Une cinquantaine de routes du Brésil ont été bloquées et les transports en commun partiellement paralysés jeudi à l'appel des centrales syndicales dans le cadre d'une «journée nationale de luttes» avec plusieurs manifestations dans l'ensemble pacifiques, les premières depuis la fronde sociale qui a secoué le pays en juin.

Une centaine de manifestants masqués et vêtus de noir se sont heurtés à la police à la tombée de la nuit à Rio, après avoir lancé des cocktails Molotov et des feux de Bengale sur les policiers qui les ont repoussés par de nombreux tirs de gaz lacrymogènes, ont constaté des journalistes de l'AFP.

Le groupe masqué a provoqué des heurts avec la police dans une rue parallèle au cortège et est venu se réfugier dans le défilé pacifique où les dirigeants des syndicats appelaient au calme et chantaient l'hymne national.

En raison de la situation, la manifestation a été dispersée avant d'arriver à sa destination. Au moins 12 personnes, dont deux mineurs, ont été interpellées et conduites au poste.

À Sao Paulo, des heurts moins violents qu'à Rio ont éclaté en soirée entre manifestants et policiers, lorsque quelque 1500 protestataires ont dressé des barricades pour bloquer une autoroute.

Les cinq grands syndicats ont manifesté côte à côte pour la première fois et ont réclamé la réduction de la semaine de travail à 40 heures (contre 44 heures aujourd'hui) notamment. Ils ont repris aussi certaines des revendications des manifestations de juin, qui se voulaient «apolitiques», comme l'amélioration des services publics et plus d'investissements dans l'éducation.

Contrairement aux manifestations de juin, convoquées à travers les réseaux sociaux, et qui avaient fait descendre dans la rue plus d'un million de jeunes rejetant en bloc les partis politiques, jeudi les travailleurs défilaient derrière les bannières de leurs organisations ou partis.

Les syndicats tentaient de récupérer les «sans partis», mais le mouvement a réuni bien moins de monde qu'en juin.

Jeudi, les syndicats étaient divisés quant à leur soutien au gouvernement de la présidente de gauche Dilma Rousseff, certains affichant leur opposition comme Force syndicale (FS), réclamant «un changement dans l'équipe économique».

Les manifestations les plus importantes ont eu lieu à Sao Paulo, mégapole de 20 millions d'habitants où 29 terminaux d'autobus ont été bloqués, mais trains et métros ont fonctionné normalement.

Parmi les manifestants de l'avenue Paulista, la principale de Sao Paulo, Rosely Paschetti, 49 ans, brandissait une banderole avec l'inscription «plus d'impôts pour les riches, moins pour les pauvres».

«Je suis employée municipale à Sao Paulo et je suis là parce qu'il y a une crise dans les secteurs de la santé et l'éducation.

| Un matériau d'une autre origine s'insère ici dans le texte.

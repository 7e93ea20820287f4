//! Serialization catalog used for content negotiation.
//!
//! Each entry pairs an `Accept` token with a canonical short name and a file
//! extension. Catalog order is negotiation priority: the first entry is asked
//! for first.

use serde::{Deserialize, Serialize};
use thiserror::Error;

/// One acceptable representation of a remote resource.
#[derive(Debug, Clone, PartialEq, Eq, Serialize, Deserialize)]
pub struct SerializationCandidate {
    /// Media type sent verbatim as the `Accept` header (e.g. `application/rdf+xml`).
    pub accept: String,
    /// Canonical short name (e.g. `RDF/XML`, `TTL`).
    pub name: String,
    /// File extension without the dot (e.g. `xml`).
    pub extension: String,
}

impl SerializationCandidate {
    pub fn new(accept: &str, name: &str, extension: &str) -> Self {
        Self {
            accept: accept.to_string(),
            name: name.to_string(),
            extension: extension.to_string(),
        }
    }

    /// True if `label` names this entry by canonical name or extension (case-insensitive).
    pub fn matches_label(&self, label: &str) -> bool {
        let label = label.trim();
        self.name.eq_ignore_ascii_case(label) || self.extension.eq_ignore_ascii_case(label)
    }
}

/// Built-in catalog, most preferred first.
pub fn default_catalog() -> Vec<SerializationCandidate> {
    vec![
        SerializationCandidate::new("application/rdf+xml", "RDF/XML", "xml"),
        SerializationCandidate::new("text/turtle", "TTL", "ttl"),
        SerializationCandidate::new("text/n3", "N3", "n3"),
        SerializationCandidate::new("application/n-triples", "N-Triples", "nt"),
        SerializationCandidate::new("application/ld+json", "JSON-LD", "jsonld"),
        SerializationCandidate::new("text/html", "HTML", "html"),
    ]
}

#[derive(Debug, Error, PartialEq, Eq)]
pub enum CatalogError {
    #[error("unknown serialization {0:?}; see `ontofetch formats`")]
    UnknownFormat(String),
}

/// Restricts `catalog` to the entries named in `labels`, keeping catalog order.
///
/// Labels match on canonical name or extension. An unknown label is an error
/// rather than being silently ignored.
pub fn select(
    catalog: &[SerializationCandidate],
    labels: &[String],
) -> Result<Vec<SerializationCandidate>, CatalogError> {
    if let Some(unknown) = labels
        .iter()
        .find(|l| !catalog.iter().any(|c| c.matches_label(l)))
    {
        return Err(CatalogError::UnknownFormat(unknown.clone()));
    }
    Ok(catalog
        .iter()
        .filter(|c| labels.iter().any(|l| c.matches_label(l)))
        .cloned()
        .collect())
}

Il faut changer cela», dit-elle à l'AFP.

À Sao José dos Campos, où se trouve le siège de l'avionneur Embraer, 15 000 métallurgistes ont manifesté.

Dans d'autres grandes villes comme à Salvador de Bahia, Porto Alegre, Belo Horizonte, Brasilia, Curitiba, Florianopolis ou Manaus, plusieurs écoles ont fermé leurs portes et certains hôpitaux ne traitaient que les urgences.

Une grève des débardeurs du port de Santos, près de Sao Paulo, le plus grand d'Amérique latine, qui a paralysé provisoirement mercredi toutes ses activités, s'est poursuivie jeudi.

À Rio de Janeiro, les transports en commun ont fonctionné normalement à l'appel des syndicats, l'objectif étant de permettre à la population de venir manifester.

Seule la Centrale unique des travailleurs (CUT), le plus important des syndicats, défendait le référendum pour une grande réforme politique voulue par la présidente en réponse à la rue.

Ailleurs en Amérique latine, une autre mobilisation syndicale et étudiante réunissait entre 15 500 personnes, selon la police, et 150 000 personnes à Santiago du Chili pour réclamer des améliorations des conditions de travail, à quatre mois de l'élection présidentielle, nouvelle preuve selon des analystes de la contestation de l'héritage libéral de la dictature d'Augusto Pinochet (1973-1990).